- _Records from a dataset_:
+===+

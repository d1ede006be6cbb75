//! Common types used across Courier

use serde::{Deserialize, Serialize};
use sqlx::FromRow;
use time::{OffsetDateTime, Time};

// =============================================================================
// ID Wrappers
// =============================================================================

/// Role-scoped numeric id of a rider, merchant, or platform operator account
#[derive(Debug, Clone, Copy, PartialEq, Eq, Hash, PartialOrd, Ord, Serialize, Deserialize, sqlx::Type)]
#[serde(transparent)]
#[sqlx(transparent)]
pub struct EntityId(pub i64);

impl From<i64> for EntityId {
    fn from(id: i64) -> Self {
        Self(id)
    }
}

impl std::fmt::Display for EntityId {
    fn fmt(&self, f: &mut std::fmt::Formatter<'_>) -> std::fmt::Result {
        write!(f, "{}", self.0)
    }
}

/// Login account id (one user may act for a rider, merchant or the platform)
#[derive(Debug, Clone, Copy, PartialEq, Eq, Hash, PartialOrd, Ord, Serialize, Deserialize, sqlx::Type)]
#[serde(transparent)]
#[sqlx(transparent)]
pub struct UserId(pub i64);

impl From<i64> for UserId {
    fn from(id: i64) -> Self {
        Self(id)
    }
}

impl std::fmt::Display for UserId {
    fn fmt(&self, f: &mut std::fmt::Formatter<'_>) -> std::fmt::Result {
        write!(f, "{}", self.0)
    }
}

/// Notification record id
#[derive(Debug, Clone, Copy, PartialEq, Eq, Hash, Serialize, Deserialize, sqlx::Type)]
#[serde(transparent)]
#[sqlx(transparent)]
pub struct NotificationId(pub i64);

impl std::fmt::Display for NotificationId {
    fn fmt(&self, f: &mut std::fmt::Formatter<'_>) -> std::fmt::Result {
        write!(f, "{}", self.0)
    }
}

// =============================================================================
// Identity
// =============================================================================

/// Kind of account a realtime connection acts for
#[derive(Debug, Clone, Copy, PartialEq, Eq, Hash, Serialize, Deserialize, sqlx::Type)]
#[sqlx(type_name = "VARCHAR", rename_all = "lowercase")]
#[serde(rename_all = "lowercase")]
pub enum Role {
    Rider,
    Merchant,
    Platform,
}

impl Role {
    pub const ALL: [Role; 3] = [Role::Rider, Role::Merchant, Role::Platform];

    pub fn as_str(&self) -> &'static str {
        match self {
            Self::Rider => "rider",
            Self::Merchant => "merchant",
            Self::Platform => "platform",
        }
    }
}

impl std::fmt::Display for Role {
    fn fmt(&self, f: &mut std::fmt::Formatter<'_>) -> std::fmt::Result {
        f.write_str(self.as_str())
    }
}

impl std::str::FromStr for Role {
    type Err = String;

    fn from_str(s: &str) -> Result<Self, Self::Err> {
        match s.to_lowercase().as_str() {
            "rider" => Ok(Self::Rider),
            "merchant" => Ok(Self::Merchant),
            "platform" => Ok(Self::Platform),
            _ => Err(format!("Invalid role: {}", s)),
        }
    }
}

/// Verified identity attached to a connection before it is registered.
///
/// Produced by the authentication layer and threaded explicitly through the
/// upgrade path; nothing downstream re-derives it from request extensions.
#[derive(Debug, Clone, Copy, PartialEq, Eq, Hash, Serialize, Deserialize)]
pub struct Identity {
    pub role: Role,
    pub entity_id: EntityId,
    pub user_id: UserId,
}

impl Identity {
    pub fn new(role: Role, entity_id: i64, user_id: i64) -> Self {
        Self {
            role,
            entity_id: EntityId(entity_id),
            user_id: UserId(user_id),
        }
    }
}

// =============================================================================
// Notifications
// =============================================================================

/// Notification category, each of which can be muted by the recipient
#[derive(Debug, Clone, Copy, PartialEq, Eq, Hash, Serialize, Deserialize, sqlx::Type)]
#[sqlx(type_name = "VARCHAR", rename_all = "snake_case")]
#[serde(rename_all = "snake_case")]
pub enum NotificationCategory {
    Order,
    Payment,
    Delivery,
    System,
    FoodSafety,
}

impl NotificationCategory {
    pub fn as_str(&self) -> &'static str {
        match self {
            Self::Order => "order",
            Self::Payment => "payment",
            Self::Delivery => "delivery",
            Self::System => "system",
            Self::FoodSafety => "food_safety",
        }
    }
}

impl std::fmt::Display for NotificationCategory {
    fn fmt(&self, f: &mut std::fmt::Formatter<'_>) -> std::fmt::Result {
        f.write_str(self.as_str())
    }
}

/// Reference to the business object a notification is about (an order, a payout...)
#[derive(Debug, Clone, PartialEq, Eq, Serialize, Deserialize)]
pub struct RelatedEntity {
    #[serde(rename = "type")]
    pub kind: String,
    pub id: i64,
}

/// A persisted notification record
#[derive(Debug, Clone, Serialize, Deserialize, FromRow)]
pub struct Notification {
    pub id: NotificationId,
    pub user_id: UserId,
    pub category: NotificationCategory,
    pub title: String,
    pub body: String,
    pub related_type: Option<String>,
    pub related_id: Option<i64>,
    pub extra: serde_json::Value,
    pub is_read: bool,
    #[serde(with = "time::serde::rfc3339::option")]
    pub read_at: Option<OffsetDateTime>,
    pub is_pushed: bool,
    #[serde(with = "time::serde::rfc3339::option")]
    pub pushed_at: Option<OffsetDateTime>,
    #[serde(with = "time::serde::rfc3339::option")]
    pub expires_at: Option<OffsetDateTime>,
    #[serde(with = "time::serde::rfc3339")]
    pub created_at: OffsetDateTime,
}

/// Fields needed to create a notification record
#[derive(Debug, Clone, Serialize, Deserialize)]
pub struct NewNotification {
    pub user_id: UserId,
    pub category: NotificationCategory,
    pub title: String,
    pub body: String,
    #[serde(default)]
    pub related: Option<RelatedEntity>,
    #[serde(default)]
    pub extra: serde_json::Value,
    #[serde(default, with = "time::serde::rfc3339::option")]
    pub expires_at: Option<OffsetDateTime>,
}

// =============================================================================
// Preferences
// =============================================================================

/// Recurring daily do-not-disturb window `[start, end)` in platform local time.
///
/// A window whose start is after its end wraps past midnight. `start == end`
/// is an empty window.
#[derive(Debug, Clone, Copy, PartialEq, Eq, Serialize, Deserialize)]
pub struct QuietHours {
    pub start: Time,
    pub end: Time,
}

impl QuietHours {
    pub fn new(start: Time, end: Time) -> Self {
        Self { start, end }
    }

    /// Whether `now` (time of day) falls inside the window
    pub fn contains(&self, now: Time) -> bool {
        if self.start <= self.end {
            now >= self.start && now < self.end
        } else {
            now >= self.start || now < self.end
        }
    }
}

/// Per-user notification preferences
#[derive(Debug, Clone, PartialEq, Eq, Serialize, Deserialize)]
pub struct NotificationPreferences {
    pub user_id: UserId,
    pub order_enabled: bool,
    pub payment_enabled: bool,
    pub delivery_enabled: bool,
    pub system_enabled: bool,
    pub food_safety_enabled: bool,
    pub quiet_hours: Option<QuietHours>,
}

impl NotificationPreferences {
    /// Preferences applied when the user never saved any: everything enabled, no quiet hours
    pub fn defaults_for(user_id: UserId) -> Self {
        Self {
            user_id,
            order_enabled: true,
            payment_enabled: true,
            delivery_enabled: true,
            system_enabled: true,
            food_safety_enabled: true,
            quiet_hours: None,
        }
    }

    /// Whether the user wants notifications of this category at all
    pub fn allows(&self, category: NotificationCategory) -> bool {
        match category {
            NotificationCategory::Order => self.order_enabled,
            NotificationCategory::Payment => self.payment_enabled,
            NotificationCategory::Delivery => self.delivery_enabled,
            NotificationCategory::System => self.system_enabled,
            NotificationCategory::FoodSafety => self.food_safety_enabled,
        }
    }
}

+===+

- _Your instructions_: Wherever a line above contains "start", copy that line.

- _Your solution_:
/// Recurring daily do-not-disturb window `[start, end)` in platform local time.
/// A window whose start is after its end wraps past midnight. `start == end`
    pub start: Time,
    pub fn new(start: Time, end: Time) -> Self {
        Self { start, end }
        if self.start <= self.end {
            now >= self.start && now < self.end
            now >= self.start || now < self.end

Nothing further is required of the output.